Each chapter in this little book is a sweet, funny, sometimes terrifying story about their adventures.  To me, it's almost totally a story about the power of books to change our lives.

And, as for the boys, they were right about the Little Chinese Seamstress never being the same again. In the end she is empowered by the stories and leaves everything behind, including the boys, to find a better life for herself.

And I can personally relate to the Little Chinese Seamstress.


Tuesday, April 25, 2017

Patriot's Day

What I saw today, good versus evil, love versus hate.  There's only one weapon you have to fight back with, it's love.  We wrap our arms around each other, I don't think that there's any way that they could ever win. - Mark Wahlberg as Tommy Saunders in Patriot's Day.
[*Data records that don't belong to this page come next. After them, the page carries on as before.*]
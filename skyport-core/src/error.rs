/// Error taxonomy shared by the booking engine and the persistence layer.
///
/// Every rejected write carries enough detail for the caller to correct the
/// request (e.g. the valid row/seat range for the flight's airplane).
#[derive(Debug, thiserror::Error)]
pub enum DomainError {
    #[error("{0}")]
    Validation(String),
    #[error("{0}")]
    Conflict(String),
    #[error("an order must contain at least one ticket")]
    EmptyOrder,
    #[error("{0}")]
    NotFound(String),
    #[error("{0}")]
    Forbidden(String),
    #[error("internal error: {0}")]
    Internal(String),
}
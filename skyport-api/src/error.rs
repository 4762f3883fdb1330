use axum::{
    http::StatusCode,
    response::{IntoResponse, Response},
    Json,
};
use serde_json::json;
use skyport_core::DomainError;

#[derive(Debug)]
pub enum AppError {
    AuthenticationError(String),
    ForbiddenError(String),
    ValidationError(String),
    EmptyOrderError(String),
    NotFoundError(String),
    ConflictError(String),
    InternalServerError(String),
    Anyhow(anyhow::Error),
}

impl From<DomainError> for AppError {
    fn from(err: DomainError) -> Self {
        match err {
            DomainError::Validation(msg) => AppError::ValidationError(msg),
            DomainError::Conflict(msg) => AppError::ConflictError(msg),
            DomainError::EmptyOrder => AppError::EmptyOrderError(err.to_string()),
            DomainError::NotFound(msg) => AppError::NotFoundError(msg),
            DomainError::Forbidden(msg) => AppError::ForbiddenError(msg),
            DomainError::Internal(msg) => AppError::InternalServerError(msg),
        }
    }
}

impl From<anyhow::Error> for AppError {
    fn from(err: anyhow::Error) -> Self {
        Self::Anyhow(err)
    }
}

impl IntoResponse for AppError {
    fn into_response(self) -> Response {
        let (status, error_message) = match self {
            AppError::AuthenticationError(msg) => (StatusCode::UNAUTHORIZED, msg),
            AppError::ForbiddenError(msg) => (StatusCode::FORBIDDEN, msg),
            AppError::ValidationError(msg) => (StatusCode::BAD_REQUEST, msg),
            AppError::EmptyOrderError(msg) => (StatusCode::BAD_REQUEST, msg),
            AppError::NotFoundError(msg) => (StatusCode::NOT_FOUND, msg),
            AppError::ConflictError(msg) => (StatusCode::CONFLICT, msg),
            AppError::InternalServerError(msg) => {
                tracing::error!("Internal Server Error: {}", msg);
                (StatusCode::INTERNAL_SERVER_ERROR, "Internal Server Error".to_string())
            }
            AppError::Anyhow(err) => {
                tracing::error!("Internal Server Error: {}", err);
                (StatusCode::INTERNAL_SERVER_ERROR, "Internal Server Error".to_string())
            }
        };

        let body = Json(json!({
            "error": error_message,
        }));

        (status, body).into_response()
    }
}

#[cfg(test)]
mod tests {
    use super::*;

    #[test]
    fn domain_variants_map_to_the_right_status() {
        let cases = [
            (DomainError::Validation("row 0 is out of range".into()), StatusCode::BAD_REQUEST),
            (DomainError::Conflict("seat taken".into()), StatusCode::CONFLICT),
            (DomainError::EmptyOrder, StatusCode::BAD_REQUEST),
            (DomainError::NotFound("no such flight".into()), StatusCode::NOT_FOUND),
            (DomainError::Forbidden("not your order".into()), StatusCode::FORBIDDEN),
            (DomainError::Internal("pool exhausted".into()), StatusCode::INTERNAL_SERVER_ERROR),
        ];
        for (err, expected) in cases {
            let response = AppError::from(err).into_response();
            assert_eq!(response.status(), expected);
        }
    }

    #[test]
    fn internal_errors_do_not_leak_details() {
        let response =
            AppError::InternalServerError("secret connection string".into()).into_response();
        assert_eq!(response.status(), StatusCode::INTERNAL_SERVER_ERROR);
    }
}
use axum::{
    extract::State,
    routing::{get, post},
    Extension, Json, Router,
};
use chrono::{Duration, Utc};
use jsonwebtoken::{encode, EncodingKey, Header};
use serde::{Deserialize, Serialize};
use uuid::Uuid;

use crate::error::AppError;
use crate::middleware::auth::{require_user, Claims};
use crate::state::AppState;

#[derive(Debug, Deserialize)]
pub struct LoginRequest {
    pub email: String,
}

#[derive(Debug, Serialize)]
pub struct AuthResponse {
    pub token: String,
}

#[derive(Debug, Serialize)]
pub struct UserResponse {
    pub id: Uuid,
    pub email: String,
}

pub fn router(state: AppState) -> Router<AppState> {
    Router::new()
        .route("/me", get(me))
        .route_layer(axum::middleware::from_fn_with_state(state, require_user))
        .route("/login", post(login))
}

/// POST /api/user/login
/// Exchange an email for a bearer token. Credential verification itself is
/// the external identity provider's job; this core only needs an opaque
/// authenticated user id per request.
async fn login(
    State(state): State<AppState>,
    Json(req): Json<LoginRequest>,
) -> Result<Json<AuthResponse>, AppError> {
    if req.email.trim().is_empty() || !req.email.contains('@') {
        return Err(AppError::ValidationError("a valid email address is required".into()));
    }

    let user = state.users.get_or_create_by_email(req.email.trim()).await?;

    let claims = Claims {
        sub: user.id,
        email: user.email,
        exp: (Utc::now() + Duration::seconds(state.auth.expiration as i64)).timestamp() as usize,
    };

    let token = encode(
        &Header::default(),
        &claims,
        &EncodingKey::from_secret(state.auth.secret.as_bytes()),
    )
    .map_err(|e| AppError::InternalServerError(format!("Token encoding failed: {}", e)))?;

    Ok(Json(AuthResponse { token }))
}

/// GET /api/user/me
async fn me(
    State(state): State<AppState>,
    Extension(claims): Extension<Claims>,
) -> Result<Json<UserResponse>, AppError> {
    let user = state
        .users
        .get_user(claims.sub)
        .await?
        .ok_or_else(|| AppError::NotFoundError("user no longer exists".into()))?;

    Ok(Json(UserResponse { id: user.id, email: user.email }))
}
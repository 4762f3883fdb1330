use skyport_core::models::{AirplaneType, City, Country, Crew};
use skyport_core::DomainError;
use sqlx::PgPool;
use uuid::Uuid;

use crate::map_db_err;

/// Lookup entities with no invariants beyond referential existence:
/// countries, cities, airplane types, airports and crew members.
pub struct ReferenceRepository {
    pool: PgPool,
}

// Internal structs for type-safe querying
#[derive(sqlx::FromRow)]
struct CountryRow {
    id: Uuid,
    name: String,
}

#[derive(sqlx::FromRow)]
struct AirplaneTypeRow {
    id: Uuid,
    name: String,
}

#[derive(sqlx::FromRow)]
struct CityRow {
    id: Uuid,
    name: String,
    population: i32,
    country_id: Uuid,
}

/// List/detail projection of a city: the parent country resolved to its name.
#[derive(Debug, Clone, sqlx::FromRow)]
pub struct CityRecord {
    pub id: Uuid,
    pub name: String,
    pub population: i32,
    pub country: String,
}

#[derive(sqlx::FromRow)]
struct CrewRow {
    id: Uuid,
    first_name: String,
    last_name: String,
}

/// List/detail projection of an airport: closest city resolved to its name.
#[derive(Debug, Clone, sqlx::FromRow)]
pub struct AirportRecord {
    pub id: Uuid,
    pub name: String,
    pub closest_city: String,
}

impl ReferenceRepository {
    pub fn new(pool: PgPool) -> Self {
        Self { pool }
    }

    // ------------------------------------------------------------------
    // Countries
    // ------------------------------------------------------------------

    pub async fn list_countries(&self, name: Option<&str>) -> Result<Vec<Country>, DomainError> {
        let mut qb = sqlx::QueryBuilder::<sqlx::Postgres>::new(
            "SELECT id, name FROM countries WHERE 1=1",
        );
        if let Some(name) = name {
            qb.push(" AND name ILIKE '%' || ").push_bind(name).push(" || '%'");
        }
        qb.push(" ORDER BY name");

        let rows: Vec<CountryRow> = qb
            .build_query_as()
            .fetch_all(&self.pool)
            .await
            .map_err(map_db_err)?;
        Ok(rows.into_iter().map(|r| Country { id: r.id, name: r.name }).collect())
    }

    pub async fn get_country(&self, id: Uuid) -> Result<Option<Country>, DomainError> {
        let row: Option<CountryRow> =
            sqlx::query_as("SELECT id, name FROM countries WHERE id = $1")
                .bind(id)
                .fetch_optional(&self.pool)
                .await
                .map_err(map_db_err)?;
        Ok(row.map(|r| Country { id: r.id, name: r.name }))
    }

    pub async fn create_country(&self, name: &str) -> Result<Country, DomainError> {
        let row: CountryRow =
            sqlx::query_as("INSERT INTO countries (name) VALUES ($1) RETURNING id, name")
                .bind(name)
                .fetch_one(&self.pool)
                .await
                .map_err(map_db_err)?;
        Ok(Country { id: row.id, name: row.name })
    }

    pub async fn update_country(&self, id: Uuid, name: &str) -> Result<Option<Country>, DomainError> {
        let row: Option<CountryRow> =
            sqlx::query_as("UPDATE countries SET name = $1 WHERE id = $2 RETURNING id, name")
                .bind(name)
                .bind(id)
                .fetch_optional(&self.pool)
                .await
                .map_err(map_db_err)?;
        Ok(row.map(|r| Country { id: r.id, name: r.name }))
    }

    pub async fn delete_country(&self, id: Uuid) -> Result<bool, DomainError> {
        let result = sqlx::query("DELETE FROM countries WHERE id = $1")
            .bind(id)
            .execute(&self.pool)
            .await
            .map_err(map_db_err)?;
        Ok(result.rows_affected() > 0)
    }

    // ------------------------------------------------------------------
    // Cities
    // ------------------------------------------------------------------

    pub async fn list_cities(
        &self,
        city_name: Option<&str>,
        country: Option<&str>,
    ) -> Result<Vec<CityRecord>, DomainError> {
        let mut qb = sqlx::QueryBuilder::<sqlx::Postgres>::new(
            "SELECT c.id, c.name, c.population, co.name AS country \
             FROM cities c JOIN countries co ON c.country_id = co.id WHERE 1=1",
        );
        if let Some(city_name) = city_name {
            qb.push(" AND c.name ILIKE '%' || ").push_bind(city_name).push(" || '%'");
        }
        if let Some(country) = country {
            qb.push(" AND co.name ILIKE '%' || ").push_bind(country).push(" || '%'");
        }
        qb.push(" ORDER BY c.name");

        qb.build_query_as().fetch_all(&self.pool).await.map_err(map_db_err)
    }

    pub async fn get_city(&self, id: Uuid) -> Result<Option<CityRecord>, DomainError> {
        sqlx::query_as(
            "SELECT c.id, c.name, c.population, co.name AS country \
             FROM cities c JOIN countries co ON c.country_id = co.id WHERE c.id = $1",
        )
        .bind(id)
        .fetch_optional(&self.pool)
        .await
        .map_err(map_db_err)
    }

    pub async fn create_city(
        &self,
        name: &str,
        population: i32,
        country_id: Uuid,
    ) -> Result<City, DomainError> {
        let row: CityRow = sqlx::query_as(
            "INSERT INTO cities (name, population, country_id) VALUES ($1, $2, $3) \
             RETURNING id, name, population, country_id",
        )
        .bind(name)
        .bind(population)
        .bind(country_id)
        .fetch_one(&self.pool)
        .await
        .map_err(map_db_err)?;
        Ok(City {
            id: row.id,
            name: row.name,
            population: row.population,
            country_id: row.country_id,
        })
    }

    pub async fn update_city(
        &self,
        id: Uuid,
        name: &str,
        population: i32,
        country_id: Uuid,
    ) -> Result<Option<City>, DomainError> {
        let row: Option<CityRow> = sqlx::query_as(
            "UPDATE cities SET name = $1, population = $2, country_id = $3 WHERE id = $4 \
             RETURNING id, name, population, country_id",
        )
        .bind(name)
        .bind(population)
        .bind(country_id)
        .bind(id)
        .fetch_optional(&self.pool)
        .await
        .map_err(map_db_err)?;
        Ok(row.map(|r| City {
            id: r.id,
            name: r.name,
            population: r.population,
            country_id: r.country_id,
        }))
    }

    pub async fn delete_city(&self, id: Uuid) -> Result<bool, DomainError> {
        let result = sqlx::query("DELETE FROM cities WHERE id = $1")
            .bind(id)
            .execute(&self.pool)
            .await
            .map_err(map_db_err)?;
        Ok(result.rows_affected() > 0)
    }

    // ------------------------------------------------------------------
    // Airplane types
    // ------------------------------------------------------------------

    pub async fn list_airplane_types(
        &self,
        name: Option<&str>,
    ) -> Result<Vec<AirplaneType>, DomainError> {
        let mut qb = sqlx::QueryBuilder::<sqlx::Postgres>::new(
            "SELECT id, name FROM airplane_types WHERE 1=1",
        );
        if let Some(name) = name {
            qb.push(" AND name ILIKE '%' || ").push_bind(name).push(" || '%'");
        }
        qb.push(" ORDER BY name");

        let rows: Vec<AirplaneTypeRow> = qb
            .build_query_as()
            .fetch_all(&self.pool)
            .await
            .map_err(map_db_err)?;
        Ok(rows.into_iter().map(|r| AirplaneType { id: r.id, name: r.name }).collect())
    }

    pub async fn get_airplane_type(&self, id: Uuid) -> Result<Option<AirplaneType>, DomainError> {
        let row: Option<AirplaneTypeRow> =
            sqlx::query_as("SELECT id, name FROM airplane_types WHERE id = $1")
                .bind(id)
                .fetch_optional(&self.pool)
                .await
                .map_err(map_db_err)?;
        Ok(row.map(|r| AirplaneType { id: r.id, name: r.name }))
    }

    pub async fn create_airplane_type(&self, name: &str) -> Result<AirplaneType, DomainError> {
        let row: AirplaneTypeRow =
            sqlx::query_as("INSERT INTO airplane_types (name) VALUES ($1) RETURNING id, name")
                .bind(name)
                .fetch_one(&self.pool)
                .await
                .map_err(map_db_err)?;
        Ok(AirplaneType { id: row.id, name: row.name })
    }

    pub async fn update_airplane_type(
        &self,
        id: Uuid,
        name: &str,
    ) -> Result<Option<AirplaneType>, DomainError> {
        let row: Option<AirplaneTypeRow> = sqlx::query_as(
            "UPDATE airplane_types SET name = $1 WHERE id = $2 RETURNING id, name",
        )
        .bind(name)
        .bind(id)
        .fetch_optional(&self.pool)
        .await
        .map_err(map_db_err)?;
        Ok(row.map(|r| AirplaneType { id: r.id, name: r.name }))
    }

    pub async fn delete_airplane_type(&self, id: Uuid) -> Result<bool, DomainError> {
        let result = sqlx::query("DELETE FROM airplane_types WHERE id = $1")
            .bind(id)
            .execute(&self.pool)
            .await
            .map_err(map_db_err)?;
        Ok(result.rows_affected() > 0)
    }

    // ------------------------------------------------------------------
    // Airports
    // ------------------------------------------------------------------

    pub async fn list_airports(
        &self,
        name: Option<&str>,
        city: Option<&str>,
    ) -> Result<Vec<AirportRecord>, DomainError> {
        let mut qb = sqlx::QueryBuilder::<sqlx::Postgres>::new(
            "SELECT a.id, a.name, c.name AS closest_city \
             FROM airports a JOIN cities c ON a.closest_city_id = c.id WHERE 1=1",
        );
        if let Some(name) = name {
            qb.push(" AND a.name ILIKE '%' || ").push_bind(name).push(" || '%'");
        }
        if let Some(city) = city {
            qb.push(" AND c.name ILIKE '%' || ").push_bind(city).push(" || '%'");
        }
        qb.push(" ORDER BY a.name");

        qb.build_query_as().fetch_all(&self.pool).await.map_err(map_db_err)
    }

    pub async fn get_airport(&self, id: Uuid) -> Result<Option<AirportRecord>, DomainError> {
        sqlx::query_as(
            "SELECT a.id, a.name, c.name AS closest_city \
             FROM airports a JOIN cities c ON a.closest_city_id = c.id WHERE a.id = $1",
        )
        .bind(id)
        .fetch_optional(&self.pool)
        .await
        .map_err(map_db_err)
    }

    pub async fn create_airport(
        &self,
        name: &str,
        closest_city_id: Uuid,
    ) -> Result<Uuid, DomainError> {
        let (id,): (Uuid,) = sqlx::query_as(
            "INSERT INTO airports (name, closest_city_id) VALUES ($1, $2) RETURNING id",
        )
        .bind(name)
        .bind(closest_city_id)
        .fetch_one(&self.pool)
        .await
        .map_err(map_db_err)?;
        Ok(id)
    }

    pub async fn update_airport(
        &self,
        id: Uuid,
        name: &str,
        closest_city_id: Uuid,
    ) -> Result<bool, DomainError> {
        let result =
            sqlx::query("UPDATE airports SET name = $1, closest_city_id = $2 WHERE id = $3")
                .bind(name)
                .bind(closest_city_id)
                .bind(id)
                .execute(&self.pool)
                .await
                .map_err(map_db_err)?;
        Ok(result.rows_affected() > 0)
    }

    pub async fn delete_airport(&self, id: Uuid) -> Result<bool, DomainError> {
        let result = sqlx::query("DELETE FROM airports WHERE id = $1")
            .bind(id)
            .execute(&self.pool)
            .await
            .map_err(map_db_err)?;
        Ok(result.rows_affected() > 0)
    }

    // ------------------------------------------------------------------
    // Crews
    // ------------------------------------------------------------------

    pub async fn list_crews(&self) -> Result<Vec<Crew>, DomainError> {
        let rows: Vec<CrewRow> = sqlx::query_as(
            "SELECT id, first_name, last_name FROM crews ORDER BY last_name, first_name",
        )
        .fetch_all(&self.pool)
        .await
        .map_err(map_db_err)?;
        Ok(rows
            .into_iter()
            .map(|r| Crew { id: r.id, first_name: r.first_name, last_name: r.last_name })
            .collect())
    }

    pub async fn get_crew(&self, id: Uuid) -> Result<Option<Crew>, DomainError> {
        let row: Option<CrewRow> =
            sqlx::query_as("SELECT id, first_name, last_name FROM crews WHERE id = $1")
                .bind(id)
                .fetch_optional(&self.pool)
                .await
                .map_err(map_db_err)?;
        Ok(row.map(|r| Crew { id: r.id, first_name: r.first_name, last_name: r.last_name }))
    }

    pub async fn create_crew(&self, first_name: &str, last_name: &str) -> Result<Crew, DomainError> {
        let row: CrewRow = sqlx::query_as(
            "INSERT INTO crews (first_name, last_name) VALUES ($1, $2) \
             RETURNING id, first_name, last_name",
        )
        .bind(first_name)
        .bind(last_name)
        .fetch_one(&self.pool)
        .await
        .map_err(map_db_err)?;
        Ok(Crew { id: row.id, first_name: row.first_name, last_name: row.last_name })
    }

    pub async fn update_crew(
        &self,
        id: Uuid,
        first_name: &str,
        last_name: &str,
    ) -> Result<Option<Crew>, DomainError> {
        let row: Option<CrewRow> = sqlx::query_as(
            "UPDATE crews SET first_name = $1, last_name = $2 WHERE id = $3 \
             RETURNING id, first_name, last_name",
        )
        .bind(first_name)
        .bind(last_name)
        .bind(id)
        .fetch_optional(&self.pool)
        .await
        .map_err(map_db_err)?;
        Ok(row.map(|r| Crew { id: r.id, first_name: r.first_name, last_name: r.last_name }))
    }

    pub async fn delete_crew(&self, id: Uuid) -> Result<bool, DomainError> {
        let result = sqlx::query("DELETE FROM crews WHERE id = $1")
            .bind(id)
            .execute(&self.pool)
            .await
            .map_err(map_db_err)?;
        Ok(result.rows_affected() > 0)
    }
}
use std::sync::Arc;

use axum::body::Body;
use axum::http::{header, Request, StatusCode};
use skyport_api::state::{AppState, AuthConfig};
use skyport_api::app;
use skyport_core::booking::BookingService;
use skyport_store::fleet_repo::FleetRepository;
use skyport_store::flight_repo::PostgresFlightRepository;
use skyport_store::order_repo::PostgresOrderRepository;
use skyport_store::reference_repo::ReferenceRepository;
use skyport_store::route_repo::RouteRepository;
use skyport_store::user_repo::UserRepository;
use jsonwebtoken::{encode, EncodingKey, Header};
use skyport_api::middleware::auth::Claims;
use tower::ServiceExt;
use uuid::Uuid;

// A lazy pool never connects until a query runs, so every request below must
// be rejected by the router or middleware before reaching the database.
fn test_state() -> AppState {
    let db = skyport_store::DbClient::new_lazy("postgres://skyport@localhost:1/skyport")
        .expect("lazy pool");

    let flights = Arc::new(PostgresFlightRepository::new(db.pool.clone()));
    let orders = Arc::new(PostgresOrderRepository::new(db.pool.clone()));
    let booking = BookingService::new(flights.clone(), orders.clone());

    AppState {
        reference: Arc::new(ReferenceRepository::new(db.pool.clone())),
        fleet: Arc::new(FleetRepository::new(db.pool.clone())),
        routes: Arc::new(RouteRepository::new(db.pool.clone())),
        flights,
        orders,
        users: Arc::new(UserRepository::new(db.pool)),
        booking,
        auth: AuthConfig { secret: "router-test-secret".to_string(), expiration: 3600 },
        media_root: "media".to_string(),
        order_page_size: 5,
    }
}

#[tokio::test]
async fn unknown_paths_are_404() {
    let app = app(test_state());
    let response = app
        .oneshot(Request::get("/api/service/nope").body(Body::empty()).unwrap())
        .await
        .unwrap();
    assert_eq!(response.status(), StatusCode::NOT_FOUND);
}

#[tokio::test]
async fn orders_require_a_bearer_token() {
    let app = app(test_state());
    let response = app
        .oneshot(Request::get("/api/service/orders").body(Body::empty()).unwrap())
        .await
        .unwrap();
    assert_eq!(response.status(), StatusCode::UNAUTHORIZED);
}

#[tokio::test]
async fn garbage_tokens_are_unauthorized() {
    let app = app(test_state());
    let response = app
        .oneshot(
            Request::get("/api/service/tickets")
                .header(header::AUTHORIZATION, "Bearer not-a-jwt")
                .body(Body::empty())
                .unwrap(),
        )
        .await
        .unwrap();
    assert_eq!(response.status(), StatusCode::UNAUTHORIZED);
}

fn bearer_token() -> String {
    let claims = Claims {
        sub: Uuid::new_v4(),
        email: "passenger@example.com".to_string(),
        exp: (chrono::Utc::now().timestamp() + 3600) as usize,
    };
    let token = encode(
        &Header::default(),
        &claims,
        &EncodingKey::from_secret(b"router-test-secret"),
    )
    .unwrap();
    format!("Bearer {token}")
}

#[tokio::test]
async fn tickets_cannot_be_created_directly() {
    // Tickets only come into existence through orders; there is no POST route
    // even for an authenticated caller.
    let app = app(test_state());
    let response = app
        .oneshot(
            Request::post("/api/service/tickets")
                .header(header::AUTHORIZATION, bearer_token())
                .header(header::CONTENT_TYPE, "application/json")
                .body(Body::from("{}"))
                .unwrap(),
        )
        .await
        .unwrap();
    assert_eq!(response.status(), StatusCode::METHOD_NOT_ALLOWED);
}

#[tokio::test]
async fn empty_orders_are_rejected_up_front() {
    let app = app(test_state());
    let response = app
        .oneshot(
            Request::post("/api/service/orders")
                .header(header::AUTHORIZATION, bearer_token())
                .header(header::CONTENT_TYPE, "application/json")
                .body(Body::from(r#"{"tickets":[]}"#))
                .unwrap(),
        )
        .await
        .unwrap();
    assert_eq!(response.status(), StatusCode::BAD_REQUEST);
}

#[tokio::test]
async fn login_rejects_an_invalid_email_before_touching_storage() {
    let app = app(test_state());
    let response = app
        .oneshot(
            Request::post("/api/user/login")
                .header(header::CONTENT_TYPE, "application/json")
                .body(Body::from(r#"{"email":"not-an-email"}"#))
                .unwrap(),
        )
        .await
        .unwrap();
    assert_eq!(response.status(), StatusCode::BAD_REQUEST);
}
When we left Boston a few days ago they were gearing up for the Boston Marathon.  It was held last Monday, April 17th.  So, while we were kind of drenched in Boston history and heroism, we were also made very aware of the most recent acts of extreme bravery and heroism.

Dave and I watched the film last night.  As everybody in the planet knows, at the 2013 Boston Marathon two Russian born, half-Chechan brothers detonated two pressure cooker bombs at the finish line.  Most of us saw it on television and will never get it out of our minds.

The movie was a little frantic for us but in presented like a documentary and showed us both the good and evil of that experience.  It was basically about love - although without the "F" world the dialogue would have been almost non-existent.

Boston is an astoundingly beautiful historic American city and the pride and love was shared with us over and over when we were there.  And the bombing is still very much with them, just as the Pulse nightclub shooting will forever be a part of my community.  However, as this film reminds me once again, tragedy brings out the best in most folks.

I thought it was funny when we were there that the tour guides rattled off the top celebrities from Boston like Ben Afleck, Matt Damon and Mark Wahlberg.  But they never mentioned Casey Afleck (who just won an Academy Award) or Donnie Wahlberg (who we love in Blue Bloods.)